Collected data
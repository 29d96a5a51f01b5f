// This Source Code Form is subject to the terms of the Mozilla Public
// License, v. 2.0. If a copy of the MPL was not distributed with this
// file, You can obtain one at https://mozilla.org/MPL/2.0/.

//! Typed attribute values and the ordered property bag attached to each
//! cell space.

use std::fmt;

use serde::{Deserialize, Serialize};

/// A scalar attribute value read from a feature's properties.
#[derive(Debug, Clone, PartialEq, Serialize, Deserialize)]
pub enum PropertyValue {
    Null,
    Bool(bool),
    Int(i64),
    Float(f64),
    String(String),
}

impl PropertyValue {
    /// Returns `false` for null and NaN, which count as missing everywhere.
    pub fn is_present(&self) -> bool {
        match self {
            PropertyValue::Null => false,
            PropertyValue::Float(f) => !f.is_nan(),
            _ => true,
        }
    }

    /// Truthiness used by the back-fill rules: empty strings, zero and
    /// `false` are falsy, as are the absent values.
    pub fn is_truthy(&self) -> bool {
        match self {
            PropertyValue::Null => false,
            PropertyValue::Bool(b) => *b,
            PropertyValue::Int(i) => *i != 0,
            PropertyValue::Float(f) => !f.is_nan() && *f != 0.0,
            PropertyValue::String(s) => !s.is_empty(),
        }
    }

    /// Numeric view of the value. Booleans are not numbers here.
    pub fn as_f64(&self) -> Option<f64> {
        match self {
            PropertyValue::Int(i) => Some(*i as f64),
            PropertyValue::Float(f) => Some(*f),
            _ => None,
        }
    }

    pub fn as_str(&self) -> Option<&str> {
        match self {
            PropertyValue::String(s) => Some(s),
            _ => None,
        }
    }

    /// Converts a JSON property value. Arrays and objects are kept as
    /// their compact JSON text.
    pub fn from_json(value: &serde_json::Value) -> Self {
        match value {
            serde_json::Value::Null => PropertyValue::Null,
            serde_json::Value::Bool(b) => PropertyValue::Bool(*b),
            serde_json::Value::Number(n) => match n.as_i64() {
                Some(i) => PropertyValue::Int(i),
                None => PropertyValue::Float(n.as_f64().unwrap_or(f64::NAN)),
            },
            serde_json::Value::String(s) => PropertyValue::String(s.clone()),
            other => PropertyValue::String(other.to_string()),
        }
    }
}

/// Formats a float the way floor labels and coordinates are written:
/// integral values keep a trailing `.0`.
pub fn format_float(f: f64) -> String {
    if f.is_nan() {
        "nan".to_string()
    } else if f.is_infinite() {
        let sign = if f > 0.0 { "" } else { "-" };
        format!("{}inf", sign)
    } else if f.fract() == 0.0 && f.abs() < 1e16 {
        format!("{:.1}", f)
    } else {
        format!("{}", f)
    }
}

impl fmt::Display for PropertyValue {
    fn fmt(&self, f: &mut fmt::Formatter<'_>) -> fmt::Result {
        match self {
            PropertyValue::Null => f.write_str("None"),
            PropertyValue::Bool(true) => f.write_str("True"),
            PropertyValue::Bool(false) => f.write_str("False"),
            PropertyValue::Int(i) => write!(f, "{}", i),
            PropertyValue::Float(v) => f.write_str(&format_float(*v)),
            PropertyValue::String(s) => f.write_str(s),
        }
    }
}

impl From<&str> for PropertyValue {
    fn from(s: &str) -> Self {
        PropertyValue::String(s.to_string())
    }
}

impl From<String> for PropertyValue {
    fn from(s: String) -> Self {
        PropertyValue::String(s)
    }
}

impl From<i64> for PropertyValue {
    fn from(i: i64) -> Self {
        PropertyValue::Int(i)
    }
}

impl From<f64> for PropertyValue {
    fn from(f: f64) -> Self {
        PropertyValue::Float(f)
    }
}

impl From<bool> for PropertyValue {
    fn from(b: bool) -> Self {
        PropertyValue::Bool(b)
    }
}

/// Insertion-ordered map from attribute name to value.
///
/// Replacing a key keeps its original position; new keys are appended.
#[derive(Debug, Clone, Default, PartialEq, Serialize, Deserialize)]
pub struct Properties {
    entries: Vec<(String, PropertyValue)>,
}

impl Properties {
    pub fn new() -> Self {
        Self::default()
    }

    pub fn len(&self) -> usize {
        self.entries.len()
    }

    pub fn is_empty(&self) -> bool {
        self.entries.is_empty()
    }

    pub fn get(&self, key: &str) -> Option<&PropertyValue> {
        self.entries.iter().find(|(k, _)| k == key).map(|(_, v)| v)
    }

    /// Returns the value only if it is present (not null, not NaN).
    pub fn get_present(&self, key: &str) -> Option<&PropertyValue> {
        self.get(key).filter(|v| v.is_present())
    }

    /// Returns the value only if it is truthy.
    pub fn get_truthy(&self, key: &str) -> Option<&PropertyValue> {
        self.get(key).filter(|v| v.is_truthy())
    }

    pub fn contains_key(&self, key: &str) -> bool {
        self.entries.iter().any(|(k, _)| k == key)
    }

    /// Inserts or replaces a value, returning the previous one.
    pub fn insert(
        &mut self,
        key: impl Into<String>,
        value: impl Into<PropertyValue>,
    ) -> Option<PropertyValue> {
        let key = key.into();
        let value = value.into();
        match self.entries.iter_mut().find(|(k, _)| *k == key) {
            Some((_, slot)) => Some(std::mem::replace(slot, value)),
            None => {
                self.entries.push((key, value));
                None
            }
        }
    }

    pub fn iter(&self) -> impl Iterator<Item = (&str, &PropertyValue)> {
        self.entries.iter().map(|(k, v)| (k.as_str(), v))
    }

    pub fn keys(&self) -> impl Iterator<Item = &str> {
        self.entries.iter().map(|(k, _)| k.as_str())
    }
}

impl<K: Into<String>, V: Into<PropertyValue>> FromIterator<(K, V)> for Properties {
    fn from_iter<I: IntoIterator<Item = (K, V)>>(iter: I) -> Self {
        let mut props = Properties::new();
        for (k, v) in iter {
            props.insert(k, v);
        }
        props
    }
}

#[cfg(test)]
mod tests {
    use super::*;

    #[test]
    fn display_matches_label_formatting() {
        assert_eq!(PropertyValue::Int(7).to_string(), "7");
        assert_eq!(PropertyValue::Float(2.0).to_string(), "2.0");
        assert_eq!(PropertyValue::Float(1.5).to_string(), "1.5");
        assert_eq!(PropertyValue::Float(-0.25).to_string(), "-0.25");
        assert_eq!(PropertyValue::Float(f64::NAN).to_string(), "nan");
        assert_eq!(PropertyValue::Bool(true).to_string(), "True");
        assert_eq!(PropertyValue::Null.to_string(), "None");
        assert_eq!(PropertyValue::from("Lobby").to_string(), "Lobby");
    }

    #[test]
    fn nan_and_null_are_absent() {
        assert!(!PropertyValue::Null.is_present());
        assert!(!PropertyValue::Float(f64::NAN).is_present());
        assert!(PropertyValue::Float(0.0).is_present());
        assert!(PropertyValue::from("").is_present());
    }

    #[test]
    fn truthiness() {
        assert!(!PropertyValue::from("").is_truthy());
        assert!(!PropertyValue::Int(0).is_truthy());
        assert!(!PropertyValue::Float(f64::NAN).is_truthy());
        assert!(!PropertyValue::Bool(false).is_truthy());
        assert!(PropertyValue::from("x").is_truthy());
        assert!(PropertyValue::Int(-3).is_truthy());
    }

    #[test]
    fn from_json_values() {
        let json: serde_json::Value =
            serde_json::from_str(r#"{"a": 1, "b": 1.5, "c": null, "d": [1, 2], "e": true}"#)
                .unwrap();
        let obj = json.as_object().unwrap();
        assert_eq!(PropertyValue::from_json(&obj["a"]), PropertyValue::Int(1));
        assert_eq!(PropertyValue::from_json(&obj["b"]), PropertyValue::Float(1.5));
        assert_eq!(PropertyValue::from_json(&obj["c"]), PropertyValue::Null);
        assert_eq!(PropertyValue::from_json(&obj["d"]), PropertyValue::from("[1,2]"));
        assert_eq!(PropertyValue::from_json(&obj["e"]), PropertyValue::Bool(true));
    }

    #[test]
    fn insert_keeps_position_of_existing_key() {
        let mut props: Properties = [("a", 1i64), ("b", 2i64)].into_iter().collect();
        let previous = props.insert("a", "x");
        assert_eq!(previous, Some(PropertyValue::Int(1)));
        props.insert("c", PropertyValue::Null);

        let keys: Vec<&str> = props.keys().collect();
        assert_eq!(keys, vec!["a", "b", "c"]);
        assert_eq!(props.get("a"), Some(&PropertyValue::from("x")));
        assert!(props.get_present("c").is_none());
        assert!(props.contains_key("c"));
    }
}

▶ _PROBLEM STATEMENT_
For each line of the entries that includes "Debug", show that line.

▶ _OUTPUT BELOW_
#[derive(Debug, Clone, PartialEq, Serialize, Deserialize)]
#[derive(Debug, Clone, Default, PartialEq, Serialize, Deserialize)]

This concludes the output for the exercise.